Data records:
+---+

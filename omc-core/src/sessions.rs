//! Transient buffers of in-progress edit proposals.

use std::collections::HashMap;

use lazy_static::lazy_static;
use parking_lot::Mutex;
use regex::Regex;

use crate::{entities::*, snapshot::lenient_field_values};

/// Storage of edit sessions, keyed by user and target.
pub trait SessionStore: Send + Sync {
    /// Never fails: returns an empty session if there is none.
    fn get(&self, user_id: &UserId, target: &EditTarget) -> EditSession;

    /// Creates or replaces the edits of a session.
    ///
    /// The creation time of an existing session is preserved.
    fn save(
        &self,
        user_id: &UserId,
        target: &EditTarget,
        display_name: &str,
        field_edits: FieldEdits,
    ) -> EditSession;

    fn delete(&self, user_id: &UserId, target: &EditTarget);

    /// Evicts all sessions that have been idle for too long.
    ///
    /// Returns the number of evicted sessions.
    fn sweep(&self, now: Timestamp) -> usize;
}

type SessionKey = (UserId, EditTarget);

/// Process-local session store.
#[derive(Debug)]
pub struct InMemorySessionStore {
    ttl: time::Duration,
    sessions: Mutex<HashMap<SessionKey, EditSession>>,
}

impl InMemorySessionStore {
    pub fn new(ttl: time::Duration) -> Self {
        Self {
            ttl,
            sessions: Default::default(),
        }
    }

    pub fn len(&self) -> usize {
        self.sessions.lock().len()
    }

    pub fn is_empty(&self) -> bool {
        self.sessions.lock().is_empty()
    }

    fn is_expired(&self, session: &EditSession, now: Timestamp) -> bool {
        now - session.last_accessed_at > self.ttl
    }
}

impl SessionStore for InMemorySessionStore {
    fn get(&self, user_id: &UserId, target: &EditTarget) -> EditSession {
        let now = Timestamp::now();
        let key = (user_id.clone(), target.clone());
        self.sessions
            .lock()
            .get(&key)
            .filter(|session| !self.is_expired(session, now))
            .cloned()
            .unwrap_or_else(|| EditSession::empty(user_id.clone(), target.clone(), now))
    }

    fn save(
        &self,
        user_id: &UserId,
        target: &EditTarget,
        display_name: &str,
        field_edits: FieldEdits,
    ) -> EditSession {
        let now = Timestamp::now();
        let key = (user_id.clone(), target.clone());
        let mut sessions = self.sessions.lock();
        let created_at = sessions
            .get(&key)
            .filter(|session| !self.is_expired(session, now))
            .map_or(now, |session| session.created_at);
        let session = EditSession {
            user_id: user_id.clone(),
            target: target.clone(),
            display_name: display_name.to_owned(),
            field_edits,
            created_at,
            last_accessed_at: now,
        };
        sessions.insert(key, session.clone());
        session
    }

    fn delete(&self, user_id: &UserId, target: &EditTarget) {
        self.sessions
            .lock()
            .remove(&(user_id.clone(), target.clone()));
    }

    fn sweep(&self, now: Timestamp) -> usize {
        let mut sessions = self.sessions.lock();
        let count = sessions.len();
        sessions.retain(|(user_id, target), session| {
            let expired = self.is_expired(session, now);
            if expired {
                log::debug!("Evicting idle edit session of {user_id} for {target:?}");
            }
            !expired
        });
        count - sessions.len()
    }
}

/// Strategies to reconstruct the field edits of a change request.
///
/// They are tried in the order of [`Bootstrap::CHAIN`]. The first
/// strategy that yields any edits wins.
#[derive(Debug, Clone, Copy, PartialEq, Eq)]
pub enum Bootstrap {
    /// Field-by-field comparison of both snapshots.
    StructuredDiff,
    /// Free text with one `field: value` or `field: old -> new` per line.
    LegacyText,
    /// Nothing could be reconstructed.
    Empty,
}

impl Bootstrap {
    pub const CHAIN: [Self; 3] = [Self::StructuredDiff, Self::LegacyText, Self::Empty];

    pub fn reconstruct(self, request: &ChangeRequest, now: Timestamp) -> Option<FieldEdits> {
        let edits = match self {
            Self::StructuredDiff => structured_diff(request, now),
            Self::LegacyText => legacy_text(request, now),
            Self::Empty => return Some(FieldEdits::new()),
        };
        Some(edits).filter(|edits| !edits.is_empty())
    }
}

/// Reconstructs the field edits of a change request.
///
/// Malformed data is skipped and never aborts the reconstruction.
pub fn bootstrap_from_request(request: &ChangeRequest, now: Timestamp) -> (Bootstrap, FieldEdits) {
    for strategy in Bootstrap::CHAIN {
        if let Some(edits) = strategy.reconstruct(request, now) {
            return (strategy, edits);
        }
    }
    (Bootstrap::Empty, FieldEdits::new())
}

fn structured_diff(request: &ChangeRequest, now: Timestamp) -> FieldEdits {
    let Some(new_values) = request.new_data.as_deref().and_then(lenient_field_values) else {
        return FieldEdits::new();
    };
    let current_values = request
        .current_data
        .as_deref()
        .and_then(lenient_field_values)
        .unwrap_or_default();
    new_values
        .into_iter()
        .filter(|(field, new_value)| current_values.get(field) != Some(new_value))
        .map(|(field, new_value)| {
            let old_value = current_values.get(&field).cloned().unwrap_or_default();
            (
                field,
                FieldEdit {
                    old_value,
                    new_value,
                    timestamp: now,
                },
            )
        })
        .collect()
}

lazy_static! {
    static ref LEGACY_LINE: Regex =
        Regex::new(r"^\s*(?:[-*]\s*)?(?P<field>[A-Za-z][A-Za-z_ ]*?)\s*:\s*(?P<value>.*?)\s*$")
            .unwrap();
}

/// A single line of a legacy change description.
#[derive(Debug, Clone, PartialEq, Eq)]
pub struct LegacyChange {
    pub field: EditField,
    pub old_value: Option<String>,
    pub new_value: String,
}

pub fn parse_legacy_changes(text: &str) -> Vec<LegacyChange> {
    text.lines()
        .filter_map(|line| LEGACY_LINE.captures(line))
        .filter_map(|caps| {
            let field = caps["field"]
                .trim()
                .to_lowercase()
                .replace(' ', "_")
                .parse::<EditField>()
                .ok()?;
            let value = &caps["value"];
            let (old_value, new_value) = match value.split_once(" -> ") {
                Some((old, new)) => (Some(old.trim().to_owned()), new.trim().to_owned()),
                None => (None, value.to_owned()),
            };
            Some(LegacyChange {
                field,
                old_value,
                new_value,
            })
        })
        .collect()
}

fn legacy_text(request: &ChangeRequest, now: Timestamp) -> FieldEdits {
    let Some(text) = request.new_data.as_deref() else {
        return FieldEdits::new();
    };
    parse_legacy_changes(text)
        .into_iter()
        .map(|change| {
            (
                change.field,
                FieldEdit {
                    old_value: change.old_value.unwrap_or_default(),
                    new_value: change.new_value,
                    timestamp: now,
                },
            )
        })
        .collect()
}

#[cfg(test)]
mod tests {
    use super::*;
    use omc_entities::builders::Builder as _;

    fn store() -> InMemorySessionStore {
        InMemorySessionStore::new(time::Duration::minutes(30))
    }

    fn edits(field: EditField, old: &str, new: &str) -> FieldEdits {
        let mut edits = FieldEdits::new();
        edits.insert(
            field,
            FieldEdit {
                old_value: old.into(),
                new_value: new.into(),
                timestamp: Timestamp::now(),
            },
        );
        edits
    }

    #[test]
    fn get_unseen_session_returns_empty_sentinel() {
        let store = store();
        let target = EditTarget::location("x", PointSelection::Entity);
        let session = store.get(&"alice".into(), &target);
        assert!(session.is_empty());
        assert_eq!(session.target, target);
        assert!(store.is_empty());
    }

    #[test]
    fn save_preserves_creation_time() {
        let store = store();
        let user = UserId::from("alice");
        let target = EditTarget::location("x", PointSelection::Entity);
        let first = store.save(&user, &target, "Mill", edits(EditField::Name, "a", "b"));
        let second = store.save(&user, &target, "Mill", edits(EditField::Icon, "", "x"));
        assert_eq!(first.created_at, second.created_at);
        assert!(second.last_accessed_at >= first.last_accessed_at);
        assert_eq!(store.get(&user, &target).new_value(EditField::Icon), Some("x"));
        assert_eq!(store.get(&user, &target).new_value(EditField::Name), None);
    }

    #[test]
    fn sessions_are_separated_by_user_and_target() {
        let store = store();
        let target = EditTarget::location("x", PointSelection::Point(0));
        store.save(&"alice".into(), &target, "", edits(EditField::Name, "a", "b"));
        assert!(store.get(&"bob".into(), &target).is_empty());
        let other = EditTarget::location("x", PointSelection::Point(1));
        assert!(store.get(&"alice".into(), &other).is_empty());
    }

    #[test]
    fn delete_is_idempotent() {
        let store = store();
        let user = UserId::from("alice");
        let target = EditTarget::draft();
        store.save(&user, &target, "", edits(EditField::Name, "", "b"));
        store.delete(&user, &target);
        store.delete(&user, &target);
        assert!(store.get(&user, &target).is_empty());
    }

    #[test]
    fn sweep_evicts_idle_sessions() {
        let store = store();
        let target = EditTarget::draft();
        store.save(&"alice".into(), &target, "", edits(EditField::Name, "", "b"));
        assert_eq!(store.sweep(Timestamp::now()), 0);
        assert_eq!(store.len(), 1);
        let later = Timestamp::now() + time::Duration::minutes(31);
        assert_eq!(store.sweep(later), 1);
        assert!(store.is_empty());
    }

    #[test]
    fn bootstrap_from_structured_snapshots() {
        let request = ChangeRequest::build()
            .kind(RequestKind::Edit)
            .current_data(Some(r#"{"id":"x","name":"Mill","coordinates":[1,2],"type":"Ruin"}"#))
            .new_data(Some(r#"{"id":"x","name":"Old Mill","coordinates":[1,2],"type":"Ruin"}"#))
            .finish();
        let (strategy, edits) = bootstrap_from_request(&request, Timestamp::now());
        assert_eq!(strategy, Bootstrap::StructuredDiff);
        assert_eq!(edits.len(), 1);
        let edit = &edits[&EditField::Name];
        assert_eq!(edit.old_value, "Mill");
        assert_eq!(edit.new_value, "Old Mill");
    }

    #[test]
    fn bootstrap_skips_malformed_fields() {
        let request = ChangeRequest::build()
            .current_data(Some("garbage"))
            .new_data(Some(r#"{"name":"Mill","coordinates":"oops"}"#))
            .finish();
        let (strategy, edits) = bootstrap_from_request(&request, Timestamp::now());
        assert_eq!(strategy, Bootstrap::StructuredDiff);
        assert_eq!(edits.len(), 1);
        assert_eq!(edits[&EditField::Name].old_value, "");
    }

    #[test]
    fn bootstrap_falls_back_to_legacy_text() {
        let request = ChangeRequest::build()
            .new_data(Some("Name: Mill -> Old Mill\n- Type: Ruin\nunknown: x\nno colon here"))
            .finish();
        let (strategy, edits) = bootstrap_from_request(&request, Timestamp::now());
        assert_eq!(strategy, Bootstrap::LegacyText);
        assert_eq!(edits.len(), 2);
        assert_eq!(edits[&EditField::Name].old_value, "Mill");
        assert_eq!(edits[&EditField::Name].new_value, "Old Mill");
        assert_eq!(edits[&EditField::Category].new_value, "Ruin");
    }

    #[test]
    fn bootstrap_without_usable_data_is_empty() {
        let request = ChangeRequest::build().new_data(None).finish();
        let (strategy, edits) = bootstrap_from_request(&request, Timestamp::now());
        assert_eq!(strategy, Bootstrap::Empty);
        assert!(edits.is_empty());

        let same = r#"{"name":"Mill","coordinates":[1,2]}"#;
        let request = ChangeRequest::build()
            .current_data(Some(same))
            .new_data(Some(same))
            .finish();
        assert_eq!(
            bootstrap_from_request(&request, Timestamp::now()).0,
            Bootstrap::Empty
        );
    }

    #[test]
    fn parse_legacy_media_field_label() {
        let changes = parse_legacy_changes("Media URLs: https://a.png");
        assert_eq!(changes.len(), 1);
        assert_eq!(changes[0].field, EditField::Media);
        assert_eq!(changes[0].old_value, None);
    }
}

+---+

■ What the task asks: Only the lines above starting with the one with "Some((old, new)) =>" and going through the one with "fn store() ->" are to be copied, word for word and with both ends kept.

■ Worked solution:
                Some((old, new)) => (Some(old.trim().to_owned()), new.trim().to_owned()),
                None => (None, value.to_owned()),
            };
            Some(LegacyChange {
                field,
                old_value,
                new_value,
            })
        })
        .collect()
}

fn legacy_text(request: &ChangeRequest, now: Timestamp) -> FieldEdits {
    let Some(text) = request.new_data.as_deref() else {
        return FieldEdits::new();
    };
    parse_legacy_changes(text)
        .into_iter()
        .map(|change| {
            (
                change.field,
                FieldEdit {
                    old_value: change.old_value.unwrap_or_default(),
                    new_value: change.new_value,
                    timestamp: now,
                },
            )
        })
        .collect()
}

#[cfg(test)]
mod tests {
    use super::*;
    use omc_entities::builders::Builder as _;

    fn store() -> InMemorySessionStore {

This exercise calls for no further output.